RFC: naming for FrontTransversal and Transversal ranges

Robert Jacques sandford at jhu.edu
Sat May 2 16:11:12 PDT 2009


On Sat, 02 May 2009 17:45:16 -0400, Andrei Alexandrescu  
<SeeWebsiteForEmail at erdani.org> wrote:

> Robert Jacques wrote:
>> On Sat, 02 May 2009 10:18:41 -0400, Andrei Alexandrescu  
>> <SeeWebsiteForEmail at erdani.org> wrote:
>>> Bill Baxter wrote:
>>>> On Fri, May 1, 2009 at 6:25 PM, Andrei Alexandrescu
>>>>>  Matrix a, b, c; ... c = a; a += b;
>>>>>  Does the last operation mutate c as well?
>>>>  I said "assignments like a = b are rare" and you put one of those in  
>>>> your example.
>>>
>>> You said it and I don't buy it one femtosecond. Code does need to copy
>>> values around.
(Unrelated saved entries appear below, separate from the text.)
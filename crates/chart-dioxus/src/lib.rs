// File: crates/chart-dioxus/src/lib.rs
// Summary: Dioxus component that mounts a small-multiples chart (desktop only).
// Notes:
// - UI deps sit behind the `desktop` feature, so the workspace builds
//   without fetching Dioxus unless explicitly enabled.
// - The component renders the SVG grid markup into its own container; layout
//   width comes from the `width` prop or from measuring the container on mount.

use chart_core::{ChartElement, Record, RenderPlan, SvgLayout, SvgRenderer};

/// Lay out `element` at `width` and serialise the resulting plan as grid markup.
/// `Ok(None)` means the resize policy skipped this layout.
pub fn layout_markup(element: &mut ChartElement, width: f64) -> Result<Option<String>, chart_core::PlanError> {
    let Some(plan) = element.on_layout(width)? else { return Ok(None) };
    markup(plan).map(Some)
}

fn markup(plan: &RenderPlan) -> Result<String, chart_core::PlanError> {
    log::debug!("{}: {} panels at width {}", ChartElement::TAG, plan.panels.len(), plan.width);
    SvgRenderer::new(SvgLayout::Grid).render_string(plan)
}

/// Width to lay out at: an explicit prop wins over the measured container width.
pub fn layout_width(prop: Option<f64>, measured: Option<f64>) -> Option<f64> {
    prop.or(measured)
}

/// Width to store after the container reports `reported` pixels. `None` when
/// the report is unusable (collapsed or hidden container) or unchanged.
pub fn next_measure(current: Option<f64>, reported: f64) -> Option<f64> {
    (reported.is_finite() && reported > 0.0 && current != Some(reported)).then_some(reported)
}

/// Records for the launcher when no CSV is at hand.
pub fn demo_records() -> Vec<Record> {
    let start = 1_700_000_000_i64;
    let mut out = Vec::new();
    for (k, name) in ["cpu", "mem", "disk", "net"].iter().enumerate() {
        for i in 0..48_i64 {
            let phase = i as f64 / 6.0 + k as f64;
            let amount = (phase.sin() * 20.0 + 40.0 + (k * 10) as f64).round();
            out.push(Record::new(*name, start + i * 300, amount));
        }
    }
    out
}

#[cfg(feature = "desktop")]
pub mod ui {
    use super::*;
    use chart_core::ResizePolicy;
    use dioxus::prelude::*;

    #[derive(Props, Clone, PartialEq)]
    pub struct MultiSeriesChartProps {
        pub records: Vec<Record>,
        /// Layout width in pixels; measured from the container when absent.
        #[props(default)]
        pub width: Option<f64>,
        /// Caption attribute; stored on the element, not drawn.
        #[props(default)]
        pub text: Option<String>,
        #[props(default)]
        pub resize: ResizePolicy,
    }

    /// Small-multiples chart. Renders once the width is known, then follows
    /// the resize policy for later widths.
    #[component]
    pub fn MultiSeriesChart(props: MultiSeriesChartProps) -> Element {
        let mut element = use_signal(|| {
            ChartElement::from_records(props.records.clone(), props.text.clone()).with_policy(props.resize)
        });
        let mut measured = use_signal(|| Option::<f64>::None);
        let mut html = use_signal(String::new);
        let width_prop = props.width;

        // Re-runs when the `width` prop changes or the container is re-measured.
        use_effect(use_reactive!(|(width_prop,)| {
            let Some(w) = layout_width(width_prop, *measured.read()) else { return };
            let result = layout_markup(&mut element.write(), w);
            match result {
                Ok(Some(markup)) => html.set(markup),
                Ok(None) => {}
                Err(e) => log::warn!("{}: {e}", ChartElement::TAG),
            }
        }));

        rsx! {
            div {
                class: "tc-multiple-bar-chart",
                style: "width:100%;",
                onmounted: move |evt: MountedEvent| async move {
                    if let Ok(rect) = evt.get_client_rect().await {
                        if let Some(w) = next_measure(*measured.peek(), rect.width()) {
                            measured.set(Some(w));
                        }
                    }
                },
                onresize: move |evt: ResizeEvent| {
                    if let Ok(size) = evt.get_content_box_size() {
                        if let Some(w) = next_measure(*measured.peek(), size.width) {
                            measured.set(Some(w));
                        }
                    }
                },
                div { dangerous_inner_html: "{html}" }
            }
        }
    }

    /// Tiny demo launcher so consumers can quickly mount the component.
    pub fn run_demo_ui() -> Result<(), String> {
        #[component]
        fn App() -> Element {
            let records = demo_records();
            rsx! {
                MultiSeriesChart { records, text: "Host load".to_string(), resize: ResizePolicy::EveryLayout }
            }
        }

        let _ = env_logger::try_init();
        let cfg = dioxus_desktop::Config::new()
            .with_prerendered("<style>html,body{margin:0;font-family:sans-serif}</style>".to_string());
        let providers: Vec<Box<dyn Fn() -> Box<dyn std::any::Any> + Send + Sync>> = Vec::new();
        let globals: Vec<Box<dyn std::any::Any>> = vec![Box::new(cfg)];
        dioxus_desktop::launch::launch(App, providers, globals);
        Ok(())
    }
}

#[cfg(feature = "desktop")]
pub use ui::run_demo_ui;

/// Fallback when the `desktop` feature is not enabled.
#[cfg(not(feature = "desktop"))]
pub fn run_demo_ui() -> Result<(), &'static str> {
    Err("chart-dioxus built without `desktop` feature; enable features to run UI demo")
}

#[cfg(test)]
mod tests {
    use super::*;
    use chart_core::ResizePolicy;

    #[test]
    fn markup_follows_resize_policy() {
        let mut el = ChartElement::from_records(demo_records(), None);
        let first = layout_markup(&mut el, 900.0).unwrap().expect("first layout renders");
        assert!(first.starts_with(r#"<div class="dataviz""#));
        assert_eq!(first.matches("<svg").count(), 4);
        assert!(layout_markup(&mut el, 600.0).unwrap().is_none());
    }

    #[test]
    fn container_resizes_drive_relayout() {
        let mut el = ChartElement::from_records(demo_records(), None).with_policy(ResizePolicy::EveryLayout);
        let mut measured = None;
        let mut renders = 0;
        for reported in [900.0, 900.0, 0.0, 600.0, f64::NAN, 750.0] {
            let Some(w) = next_measure(measured, reported) else { continue };
            measured = Some(w);
            let width = layout_width(None, measured).expect("measured width");
            if layout_markup(&mut el, width).unwrap().is_some() {
                renders += 1;
            }
        }
        assert_eq!(renders, 3);
        assert_eq!(el.plan().unwrap().width, 750.0);
    }

    #[test]
    fn width_prop_overrides_measurement() {
        assert_eq!(layout_width(Some(480.0), Some(900.0)), Some(480.0));
        assert_eq!(layout_width(None, Some(900.0)), Some(900.0));
        assert_eq!(layout_width(None, None), None);
        assert_eq!(next_measure(Some(900.0), 900.0), None);
        assert_eq!(next_measure(Some(900.0), 640.0), Some(640.0));
    }

    #[test]
    fn demo_records_have_no_zero_amounts() {
        assert!(demo_records().iter().all(|r| r.amount > 0.0 && r.time > 0));
    }

    #[cfg(not(feature = "desktop"))]
    #[test]
    fn launcher_needs_feature() {
        assert!(run_demo_ui().is_err());
    }
}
It's a fundamental operation!
>>  Andrei, he said that explicit assignments/copies of arrays/containers  
>> are rare in numeric computing, which I agree with. Just because it's a  
>> fundamental operation doesn't mean it gets used much is his (or I guess  
>> Numply's actually) specific applications. Also,  
>> disregarding/disbelieving a use case is not helpful to this discussion.
>
> He said something. That's about as much proof as was seen. I didn't buy  
> it so I replied without assuming the same as him. Then he repeated "but  
> I said that!" which upped the ante from supposition to presupposition. I  
> think presuppositions are particularly pernicious so I felt the need to  
> explicitly say that I don't believe it just because he said it. It's not  
> a use case. It's just something that was said. If some sort of evidence  
> is given, that would be great. Don't put the onus on me to disprove what  
> was said.
>

I don't expect you to disprove what was said. I would hope that when you  
see someone over-generalizing their own or someone else's experience, you  
take it for what it was: a use case. That being said, I think there was  
some miscommunication.
Bill seems to be talking about no-op assignments

a = c;

while you've (probably correctly) hit on is:

a = foo(b);

which results in an assignment and happens everywhere.